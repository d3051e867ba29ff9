//! 批量获取编排器 - 编排层
//!
//! ## 职责
//!
//! 1. **分批**：按配置的批次大小切分编码
//! 2. **调度**：每批交给一个全新的会话；默认顺序执行，可选小窗口并发
//! 3. **取消**：批次之间检查停止信号
//! 4. **进度**：每批结束后向进度接收方报告累计覆盖的编码数
//! 5. **校验**：结束后检查文件是否仍存在、内容是否互不相同
//!
//! 不处理单个会话的细节，全部委托给 `SessionLauncher`

use std::sync::atomic::{AtomicBool, Ordering};
use std::sync::Arc;

use futures::future::{join_all, BoxFuture};
use tracing::{error, info, warn};

use crate::config::{Config, MAX_PARALLEL_SESSIONS_CAP};
use crate::error::{AppError, InputError, Result, SessionFailure};
use crate::models::{plan, AcquiredFile, Batch};
use crate::progress::ProgressSink;
use crate::services::{audit_uniqueness, DuplicatePair};
use crate::utils::logging::{log_batch_complete, log_batch_start};
use crate::workflow::{SessionConfig, SessionCtx, SessionRunner, SessionState};

/// 协作式停止信号，只在批次之间检查
#[derive(Debug, Clone, Default)]
pub struct StopSignal(Arc<AtomicBool>);

impl StopSignal {
    pub fn new() -> Self {
        Self::default()
    }

    pub fn trigger(&self) {
        self.0.store(true, Ordering::SeqCst);
    }

    pub fn is_set(&self) -> bool {
        self.0.load(Ordering::SeqCst)
    }
}

/// 运行单个批次会话的能力
///
/// 真实实现启动浏览器；测试中替换为假的实现
pub trait SessionLauncher: Send + Sync {
    fn run_batch(&self, batch: Batch, ctx: SessionCtx) -> BoxFuture<'_, std::result::Result<AcquiredFile, SessionFailure>>;
}

/// 每批启动一个独立浏览器的会话启动器
pub struct BrowserSessionLauncher {
    config: Arc<SessionConfig>,
}

impl BrowserSessionLauncher {
    pub fn new(config: SessionConfig) -> Self {
        Self {
            config: Arc::new(config),
        }
    }
}

impl SessionLauncher for BrowserSessionLauncher {
    fn run_batch(&self, batch: Batch, ctx: SessionCtx) -> BoxFuture<'_, std::result::Result<AcquiredFile, SessionFailure>> {
        let runner = SessionRunner::new(Arc::clone(&self.config), batch, ctx);
        Box::pin(runner.run())
    }
}

/// 编排器配置
#[derive(Debug, Clone, Copy)]
pub struct AcquisitionConfig {
    /// 同时运行的会话数，1 为严格顺序
    pub max_parallel_sessions: usize,
}

impl Default for AcquisitionConfig {
    fn default() -> Self {
        Self {
            max_parallel_sessions: 1,
        }
    }
}

impl From<&Config> for AcquisitionConfig {
    fn from(config: &Config) -> Self {
        Self {
            max_parallel_sessions: config.max_parallel_sessions,
        }
    }
}

/// 失败的批次
#[derive(Debug, Clone)]
pub struct FailedBatch {
    pub batch_index: usize,
    /// 失败前到达的最后状态
    pub state: SessionState,
    pub reason: String,
}

impl From<SessionFailure> for FailedBatch {
    fn from(failure: SessionFailure) -> Self {
        Self {
            batch_index: failure.batch_index,
            state: failure.state,
            reason: failure.error.to_string(),
        }
    }
}

#[derive(Debug, Clone, Copy, PartialEq, Eq)]
pub enum AcquisitionStatus {
    Completed,
    Cancelled {
        completed_batches: usize,
        total_batches: usize,
    },
}

/// 一次获取的结果
#[derive(Debug, Clone)]
pub struct AcquisitionReport {
    pub files: Vec<AcquiredFile>,
    pub status: AcquisitionStatus,
    pub failed_batches: Vec<FailedBatch>,
    pub duplicates: Vec<DuplicatePair>,
    pub codes_total: usize,
    pub codes_covered: usize,
}

impl AcquisitionReport {
    pub fn is_cancelled(&self) -> bool {
        matches!(self.status, AcquisitionStatus::Cancelled { .. })
    }

    /// 实际尝试过的批次数
    pub fn attempted_batches(&self) -> usize {
        self.files.len() + self.failed_batches.len()
    }
}

/// 批量获取编排器
pub struct AcquisitionOrchestrator<L = BrowserSessionLauncher> {
    config: AcquisitionConfig,
    launcher: L,
}

impl AcquisitionOrchestrator<BrowserSessionLauncher> {
    /// 使用真实浏览器会话
    pub fn from_config(config: &Config) -> Self {
        Self::new(
            AcquisitionConfig::from(config),
            BrowserSessionLauncher::new(SessionConfig::from(config)),
        )
    }
}

impl<L: SessionLauncher> AcquisitionOrchestrator<L> {
    pub fn new(config: AcquisitionConfig, launcher: L) -> Self {
        Self { config, launcher }
    }

    pub fn launcher(&self) -> &L {
        &self.launcher
    }

    /// 获取所有编码的报告文件
    ///
    /// 单个批次失败不会中断整体；只有全部批次都失败（且未被取消）才返回错误
    pub async fn acquire(
        &self,
        codes: &[String],
        batch_size: usize,
        stop: &StopSignal,
        progress: &dyn ProgressSink,
    ) -> Result<AcquisitionReport> {
        if codes.is_empty() {
            return Err(InputError::NoCodes.into());
        }

        let batch_size = batch_size.max(1);
        let batches = plan(codes, batch_size);
        let total_batches = batches.len();
        let window = self.config.max_parallel_sessions.clamp(1, MAX_PARALLEL_SESSIONS_CAP);
        info!(
            "📋 共 {} 个编码，分为 {} 批 (每批最多 {} 个，窗口 {})",
            codes.len(),
            total_batches,
            batch_size,
            window
        );

        let mut files = Vec::new();
        let mut failed_batches = Vec::new();
        let mut codes_covered = 0;
        let mut completed_batches = 0;
        let mut status = AcquisitionStatus::Completed;

        for window_batches in batches.chunks(window) {
            if stop.is_set() {
                warn!(
                    "🛑 收到停止信号，已完成 {}/{} 批",
                    completed_batches, total_batches
                );
                status = AcquisitionStatus::Cancelled {
                    completed_batches,
                    total_batches,
                };
                break;
            }

            let runs = window_batches.iter().map(|batch| {
                let start = (batch.index - 1) * batch_size + 1;
                log_batch_start(
                    batch.index,
                    total_batches,
                    start,
                    start + batch.len() - 1,
                    codes.len(),
                );
                let ctx = SessionCtx::new(batch.index, total_batches, batch.len());
                self.launcher.run_batch(batch.clone(), ctx)
            });
            let outcomes = join_all(runs).await;

            for (batch, outcome) in window_batches.iter().zip(outcomes) {
                completed_batches += 1;
                codes_covered += batch.len();
                log_batch_complete(batch.index, outcome.is_ok());
                match outcome {
                    Ok(file) => files.push(file),
                    Err(failure) => {
                        error!("[批次 {}] ❌ {}", batch.index, failure);
                        failed_batches.push(FailedBatch::from(failure));
                    }
                }
                progress.report(codes_covered, codes.len());
            }
        }

        let succeeded = files.len();
        files.retain(|file: &AcquiredFile| {
            let exists = file.exists();
            if !exists {
                warn!("⚠️ 批次 {} 的文件已不存在: {}", file.batch_index, file.path.display());
            }
            exists
        });

        let duplicates = audit_uniqueness(&files);

        let attempted = succeeded + failed_batches.len();
        if status == AcquisitionStatus::Completed && attempted > 0 && succeeded == 0 {
            return Err(AppError::AllBatchesFailed { attempted });
        }

        info!(
            "📦 获取结束: 成功 {} 批，失败 {} 批，重复 {} 对",
            succeeded,
            failed_batches.len(),
            duplicates.len()
        );

        Ok(AcquisitionReport {
            files,
            status,
            failed_batches,
            duplicates,
            codes_total: codes.len(),
            codes_covered,
        })
    }
}

#[cfg(test)]
mod tests {
    use super::*;

    #[test]
    fn test_stop_signal_is_shared() {
        let stop = StopSignal::new();
        let clone = stop.clone();
        assert!(!stop.is_set());
        clone.trigger();
        assert!(stop.is_set());
    }

    #[test]
    fn test_attempted_batches() {
        let report = AcquisitionReport {
            files: vec![AcquiredFile::new(1, "a.xlsx", 1)],
            status: AcquisitionStatus::Completed,
            failed_batches: vec![FailedBatch {
                batch_index: 2,
                state: SessionState::LoggedIn,
                reason: "timeout".into(),
            }],
            duplicates: Vec::new(),
            codes_total: 10,
            codes_covered: 10,
        };
        assert_eq!(report.attempted_batches(), 2);
        assert!(!report.is_cancelled());
    }
}
//! 端到端流程 - 编排层
//!
//! 校验供应商文件 → 获取报告 → 合并 → 写出结果表

use std::collections::HashSet;
use std::path::{Path, PathBuf};

use chrono::Local;
use tracing::{info, warn};

use crate::config::{Config, MergeConfig};
use crate::error::{AppError, InputError, Result};
use crate::merge::{supplier_columns, DatasetMerger};
use crate::models::{load_table, normalize_cell};
use crate::orchestrator::acquisition::{AcquisitionOrchestrator, AcquisitionReport, SessionLauncher, StopSignal};
use crate::progress::{ProgressSink, ProgressTracker, DEFAULT_REPORT_INTERVAL};
use crate::report::{RenderMode, ReportLayout, SpreadsheetWriter};
use crate::utils::logging::print_final_stats;

/// 一次完整运行的摘要
#[derive(Debug, Clone)]
pub struct RunSummary {
    pub output: PathBuf,
    pub merged_rows: usize,
    pub render_mode: RenderMode,
    pub acquisition: AcquisitionReport,
}

/// 运行结果
#[derive(Debug, Clone)]
pub enum RunOutcome {
    /// 所有批次成功
    Success(RunSummary),
    /// 有结果文件，但被取消、有批次失败或没有匹配行
    Partial { summary: RunSummary, reason: String },
    /// 在获取到任何文件之前被取消
    Cancelled {
        reason: String,
        acquisition: AcquisitionReport,
    },
    /// 没有可用的数据
    Failure { reason: String },
}

impl RunOutcome {
    pub fn output(&self) -> Option<&Path> {
        match self {
            RunOutcome::Success(summary) | RunOutcome::Partial { summary, .. } => Some(&summary.output),
            RunOutcome::Cancelled { .. } | RunOutcome::Failure { .. } => None,
        }
    }
}

/// 读取并校验供应商文件，返回去重后的规范化编码（保持原顺序）
///
/// 缺少编码列或价格列、没有任何有效编码时返回错误，此时不会启动任何会话
pub fn validate_supplier(path: &Path, merge: &MergeConfig) -> Result<Vec<String>> {
    let table = load_table(path)?;
    if table.headers.is_empty() {
        return Err(InputError::EmptyFile {
            path: path.to_path_buf(),
        }
        .into());
    }
    let columns = supplier_columns(&table, &merge.price_column)?;

    let mut seen = HashSet::new();
    let codes: Vec<String> = table
        .column_values(columns.code)
        .filter_map(normalize_cell)
        .filter(|code| seen.insert(code.clone()))
        .collect();

    if codes.is_empty() {
        return Err(InputError::NoCodes.into());
    }
    info!(
        "✓ 供应商文件有效: {} 行, {} 个不同的编码",
        table.len(),
        codes.len()
    );
    Ok(codes)
}

/// 结果文件名: {stem}_result_{YYYYmmdd_HHMMSS}.xlsx
pub fn output_file_name(supplier_path: &Path, at: chrono::DateTime<Local>) -> String {
    let stem = supplier_path
        .file_stem()
        .map(|s| s.to_string_lossy().to_string())
        .unwrap_or_else(|| "supplier".to_string());
    format!("{}_result_{}.xlsx", stem, at.format("%Y%m%d_%H%M%S"))
}

/// 端到端流程
pub struct Pipeline<L> {
    config: Config,
    orchestrator: AcquisitionOrchestrator<L>,
    keep_downloads: bool,
}

impl Pipeline<crate::orchestrator::acquisition::BrowserSessionLauncher> {
    pub fn from_config(config: Config) -> Self {
        let orchestrator = AcquisitionOrchestrator::from_config(&config);
        Self::new(config, orchestrator)
    }
}

impl<L: SessionLauncher> Pipeline<L> {
    pub fn new(config: Config, orchestrator: AcquisitionOrchestrator<L>) -> Self {
        Self {
            config,
            orchestrator,
            keep_downloads: false,
        }
    }

    /// 合并后保留下载的批次文件
    pub fn keep_downloads(mut self, keep: bool) -> Self {
        self.keep_downloads = keep;
        self
    }

    pub async fn run(&self, supplier_path: &Path, stop: &StopSignal, progress: &dyn ProgressSink) -> Result<RunOutcome> {
        let codes = validate_supplier(supplier_path, &self.config.merge)?;
        let layout = ReportLayout::load(self.config.report_layout_file.as_deref())?;

        let tracker = ProgressTracker::new(codes.len(), DEFAULT_REPORT_INTERVAL);
        let reporter = tracker.spawn_reporter();
        let sink = |covered: usize, total: usize| {
            tracker.report(covered, total);
            progress.report(covered, total);
        };

        let acquired = self
            .orchestrator
            .acquire(&codes, self.config.batch_size, stop, &sink)
            .await;
        reporter.abort();

        let report = match acquired {
            Ok(report) => report,
            Err(AppError::AllBatchesFailed { attempted }) => {
                let reason = format!("全部 {} 个批次均失败，没有可用的数据", attempted);
                print_final_stats(0, attempted, attempted, None);
                return Ok(RunOutcome::Failure { reason });
            }
            Err(e) => return Err(e),
        };

        if report.files.is_empty() && report.is_cancelled() {
            let reason = format!(
                "已取消: 覆盖 {}/{} 个编码，没有获取到报告文件",
                report.codes_covered, report.codes_total
            );
            warn!("🛑 {}", reason);
            print_final_stats(0, report.failed_batches.len(), report.attempted_batches(), None);
            return Ok(RunOutcome::Cancelled {
                reason,
                acquisition: report,
            });
        }

        if report.files.is_empty() {
            print_final_stats(0, report.failed_batches.len(), report.attempted_batches(), None);
            return Ok(RunOutcome::Failure {
                reason: "没有获取到任何报告文件，没有可用的数据".to_string(),
            });
        }

        let merger = DatasetMerger::new(self.config.merge.clone());
        let dataset = merger.merge_files(supplier_path, &report.files)?;

        std::fs::create_dir_all(&self.config.output_dir)
            .map_err(|e| AppError::file(&self.config.output_dir, e))?;
        let output = self
            .config
            .output_dir
            .join(output_file_name(supplier_path, Local::now()));
        let render_mode = SpreadsheetWriter::new(layout).write(&dataset.table, &output)?;

        if !self.keep_downloads {
            for file in &report.files {
                file.remove();
            }
        }

        print_final_stats(
            report.files.len(),
            report.failed_batches.len(),
            report.attempted_batches(),
            Some(output.display().to_string().as_str()),
        );

        let summary = RunSummary {
            output,
            merged_rows: dataset.len(),
            render_mode,
            acquisition: report,
        };
        Ok(classify(summary))
    }
}

fn classify(summary: RunSummary) -> RunOutcome {
    let report = &summary.acquisition;
    let reason = if report.is_cancelled() {
        Some(format!(
            "已取消: 覆盖 {}/{} 个编码",
            report.codes_covered, report.codes_total
        ))
    } else if !report.failed_batches.is_empty() {
        let failed: Vec<String> = report
            .failed_batches
            .iter()
            .map(|f| f.batch_index.to_string())
            .collect();
        Some(format!("失败的批次: {}", failed.join(", ")))
    } else if summary.merged_rows == 0 {
        Some("没有匹配的编码".to_string())
    } else {
        None
    };

    match reason {
        Some(reason) => {
            warn!("⚠️ 部分完成: {}", reason);
            RunOutcome::Partial { summary, reason }
        }
        None => RunOutcome::Success(summary),
    }
}

/// 使用真实浏览器会话运行完整流程
pub async fn process_supplier_file(
    config: Config,
    supplier_path: &Path,
    stop: &StopSignal,
    progress: &dyn ProgressSink,
) -> Result<RunOutcome> {
    Pipeline::from_config(config)
        .run(supplier_path, stop, progress)
        .await
}

#[cfg(test)]
mod tests {
    use super::*;
    use chrono::TimeZone;

    fn write_csv(dir: &Path, name: &str, content: &str) -> PathBuf {
        let path = dir.join(name);
        std::fs::write(&path, content).unwrap();
        path
    }

    #[test]
    fn test_validate_supplier_dedupes_and_normalizes() {
        let dir = tempfile::tempdir().unwrap();
        let path = write_csv(
            dir.path(),
            "supplier.csv",
            "EAN,Price\n123,1.0\n0000000000123,2.0\nabc,3.0\n456,4.0\n",
        );
        let codes = validate_supplier(&path, &MergeConfig::default()).unwrap();
        assert_eq!(codes, vec!["0000000000123", "0000000000456"]);
    }

    #[test]
    fn test_validate_supplier_requires_price() {
        let dir = tempfile::tempdir().unwrap();
        let path = write_csv(dir.path(), "supplier.csv", "EAN,Cost\n123,1.0\n");
        let err = validate_supplier(&path, &MergeConfig::default()).unwrap_err();
        assert!(matches!(
            err,
            AppError::Input(InputError::MissingPriceColumn { .. })
        ));
    }

    #[test]
    fn test_validate_supplier_without_codes() {
        let dir = tempfile::tempdir().unwrap();
        let path = write_csv(dir.path(), "supplier.csv", "GTIN,Price\nn/a,1.0\n");
        let err = validate_supplier(&path, &MergeConfig::default()).unwrap_err();
        assert!(matches!(err, AppError::Input(InputError::NoCodes)));
    }

    #[test]
    fn test_output_file_name() {
        let at = Local.with_ymd_and_hms(2025, 1, 2, 3, 4, 5).unwrap();
        assert_eq!(
            output_file_name(Path::new("/data/hurt_lista.xlsx"), at),
            "hurt_lista_result_20250102_030405.xlsx"
        );
    }
}
//! 编码输入框服务 - 业务能力层
//!
//! 只负责"清空 / 写入 / 校验"输入框。目标控件对单一清空方式不可靠，
//! 因此每种操作都是一组按顺序尝试的策略，每次操作后重新读取控件值验证。

use std::collections::HashSet;

use tokio::time::sleep;
use tracing::{debug, info, warn};

use crate::config::Timings;
use crate::error::SessionError;
use crate::infrastructure::JsExecutor;

/// 清空策略，按升级顺序排列
#[derive(Debug, Clone, Copy, PartialEq, Eq)]
pub enum ClearStrategy {
    /// 通过元素句柄直接清空
    NativeClear,
    /// 全选后按 Delete
    SelectAllDelete,
    /// 直接赋值并派发 input/change 事件
    AssignWithEvents,
}

impl ClearStrategy {
    pub const ESCALATION: [ClearStrategy; 3] = [
        ClearStrategy::NativeClear,
        ClearStrategy::SelectAllDelete,
        ClearStrategy::AssignWithEvents,
    ];
}

/// 清空结果
#[derive(Debug, Clone, Copy, PartialEq, Eq)]
pub enum ClearOutcome {
    /// 某个清空策略生效
    Cleared(ClearStrategy),
    /// 所有策略都失败，重新加载页面后为空
    Reloaded,
}

impl ClearOutcome {
    /// 生效的策略；重新加载时为 `None`
    pub fn strategy(&self) -> Option<ClearStrategy> {
        match self {
            ClearOutcome::Cleared(strategy) => Some(*strategy),
            ClearOutcome::Reloaded => None,
        }
    }
}

impl std::fmt::Display for ClearOutcome {
    fn fmt(&self, f: &mut std::fmt::Formatter<'_>) -> std::fmt::Result {
        match self {
            ClearOutcome::Cleared(strategy) => write!(f, "{:?}", strategy),
            ClearOutcome::Reloaded => write!(f, "重新加载页面"),
        }
    }
}

/// 写入策略
#[derive(Debug, Clone, Copy, PartialEq, Eq)]
pub enum InsertStrategy {
    /// 直接赋值并派发事件（速度快）
    AssignWithEvents,
    /// 逐字符键入
    NativeTyping,
}

impl InsertStrategy {
    pub const ORDER: [InsertStrategy; 2] = [InsertStrategy::AssignWithEvents, InsertStrategy::NativeTyping];
}

/// 写入校验结果
#[derive(Debug, Clone, Copy, PartialEq, Eq)]
pub enum InsertionCheck {
    /// 读回的编码集合与写入完全一致
    Exact,
    /// 部分缺失或多出，但至少一半写入成功
    Partial { present: usize, expected: usize },
    /// 不足一半
    Insufficient { present: usize, expected: usize },
}

impl InsertionCheck {
    pub fn is_acceptable(&self) -> bool {
        !matches!(self, InsertionCheck::Insufficient { .. })
    }
}

/// 比较写入与读回的编码集合
pub fn check_insertion(expected: &[String], read_back: &str) -> InsertionCheck {
    let expected_set: HashSet<&str> = expected.iter().map(String::as_str).collect();
    let read_set: HashSet<&str> = read_back.split_whitespace().collect();

    if expected_set == read_set {
        return InsertionCheck::Exact;
    }

    let present = expected_set.intersection(&read_set).count();
    let expected = expected_set.len();
    if present * 2 < expected {
        InsertionCheck::Insufficient { present, expected }
    } else {
        InsertionCheck::Partial { present, expected }
    }
}

/// 输入框服务
pub struct FieldInput<'a> {
    selector: &'a str,
    timings: &'a Timings,
}

impl<'a> FieldInput<'a> {
    pub fn new(selector: &'a str, timings: &'a Timings) -> Self {
        Self { selector, timings }
    }

    /// 等待输入框出现，并确认为空
    ///
    /// 新会话中输入框有残留内容说明会话被复用，直接中止
    pub async fn ensure_pristine(&self, executor: &JsExecutor) -> Result<(), SessionError> {
        executor
            .wait_for(self.selector, self.timings.element_timeout)
            .await?;
        let residual = executor.read_value(self.selector).await?;
        if !residual.trim().is_empty() {
            return Err(SessionError::FieldNotEmpty {
                residual: preview(&residual),
            });
        }
        debug!("✓ 输入框初始为空");
        Ok(())
    }

    /// 逐级清空输入框，每次后重新读取验证
    ///
    /// 三种策略都失败后重新加载页面，再验证一次
    pub async fn clear(&self, executor: &JsExecutor) -> Result<ClearOutcome, SessionError> {
        for (attempt, strategy) in ClearStrategy::ESCALATION.iter().enumerate() {
            if let Err(e) = self.apply_clear(executor, *strategy).await {
                warn!("清空方式 {:?} 执行出错: {}", strategy, e);
            }
            sleep(self.timings.action_pause).await;

            let residual = executor.read_value(self.selector).await?;
            if residual.trim().is_empty() {
                debug!("✓ 输入框已清空 (第 {} 次, {:?})", attempt + 1, strategy);
                return Ok(ClearOutcome::Cleared(*strategy));
            }
            warn!(
                "❌ 第 {} 次清空后仍有内容: '{}'",
                attempt + 1,
                preview(&residual)
            );
        }

        warn!("🔥 所有清空方式均失败，重新加载页面");
        executor.reload().await?;
        sleep(self.timings.page_settle).await;
        executor
            .wait_for(self.selector, self.timings.element_timeout)
            .await?;

        let residual = executor.read_value(self.selector).await?;
        if residual.trim().is_empty() {
            info!("✓ 重新加载后输入框为空");
            Ok(ClearOutcome::Reloaded)
        } else {
            Err(SessionError::FieldClearFailed {
                residual: preview(&residual),
            })
        }
    }

    /// 写入编码并校验
    ///
    /// 读回不足一半时换下一种写入方式；全部方式都不足一半时失败
    pub async fn insert(&self, executor: &JsExecutor, codes: &[String]) -> Result<InsertionCheck, SessionError> {
        if codes.is_empty() {
            return Err(SessionError::NoValidCodes);
        }
        let text = codes.join(" ");
        let mut last = InsertionCheck::Insufficient {
            present: 0,
            expected: codes.len(),
        };

        for (attempt, strategy) in InsertStrategy::ORDER.iter().enumerate() {
            if attempt > 0 {
                // 上一次可能留下了部分内容
                self.apply_clear(executor, ClearStrategy::AssignWithEvents).await?;
            }
            if let Err(e) = self.apply_insert(executor, *strategy, &text).await {
                warn!("写入方式 {:?} 执行出错: {}", strategy, e);
                continue;
            }
            sleep(self.timings.action_pause).await;

            let read_back = executor.read_value(self.selector).await?;
            last = check_insertion(codes, &read_back);
            match last {
                InsertionCheck::Exact => {
                    info!("✅ 已写入 {} 个编码", codes.len());
                    return Ok(last);
                }
                InsertionCheck::Partial { present, expected } => {
                    warn!(
                        "⚠️ 写入的编码与预期不完全一致: {}/{}，继续处理",
                        present, expected
                    );
                    return Ok(last);
                }
                InsertionCheck::Insufficient { present, expected } => {
                    warn!(
                        "❌ {:?} 仅写入 {}/{} 个编码",
                        strategy, present, expected
                    );
                }
            }
        }

        match last {
            InsertionCheck::Insufficient { present, expected } => {
                Err(SessionError::InsertionRejected { present, expected })
            }
            _ => Ok(last),
        }
    }

    async fn apply_clear(&self, executor: &JsExecutor, strategy: ClearStrategy) -> Result<(), SessionError> {
        match strategy {
            ClearStrategy::NativeClear => {
                let element = executor.find(self.selector).await?;
                element.click().await?;
                element
                    .call_js_fn("function() { this.value = ''; }", false)
                    .await?;
            }
            ClearStrategy::SelectAllDelete => {
                let element = executor.find(self.selector).await?;
                element.focus().await?;
                executor.eval(select_all_script(self.selector)?).await?;
                element.press_key("Delete").await?;
            }
            ClearStrategy::AssignWithEvents => {
                executor.eval(assign_script(self.selector, "")?).await?;
            }
        }
        Ok(())
    }

    async fn apply_insert(&self, executor: &JsExecutor, strategy: InsertStrategy, text: &str) -> Result<(), SessionError> {
        match strategy {
            InsertStrategy::AssignWithEvents => {
                executor.eval(assign_script(self.selector, text)?).await?;
            }
            InsertStrategy::NativeTyping => {
                let element = executor.find(self.selector).await?;
                element.click().await?;
                element.type_str(text).await?;
            }
        }
        Ok(())
    }
}

/// 直接赋值并派发事件的脚本
pub fn assign_script(selector: &str, value: &str) -> Result<String, serde_json::Error> {
    Ok(format!(
        r#"
        (() => {{
            const el = document.querySelector({});
            if (!el) return false;
            el.focus();
            el.value = {};
            if (el.value === '') el.removeAttribute('value');
            el.dispatchEvent(new Event('input', {{ bubbles: true }}));
            el.dispatchEvent(new Event('change', {{ bubbles: true }}));
            return true;
        }})()
        "#,
        serde_json::to_string(selector)?,
        serde_json::to_string(value)?
    ))
}

fn select_all_script(selector: &str) -> Result<String, serde_json::Error> {
    Ok(format!(
        r#"
        (() => {{
            const el = document.querySelector({});
            if (!el) return false;
            el.focus();
            el.select();
            return true;
        }})()
        "#,
        serde_json::to_string(selector)?
    ))
}

fn preview(text: &str) -> String {
    crate::utils::logging::truncate_text(text.trim(), 60)
}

▬▬▬

● **WHAT YOU ARE ASKED TO DO**:
Copy out every line of the material above that contains the string "classify".

● **ANSWER SPACE**:
        Ok(classify(summary))
fn classify(summary: RunSummary) -> RunOutcome {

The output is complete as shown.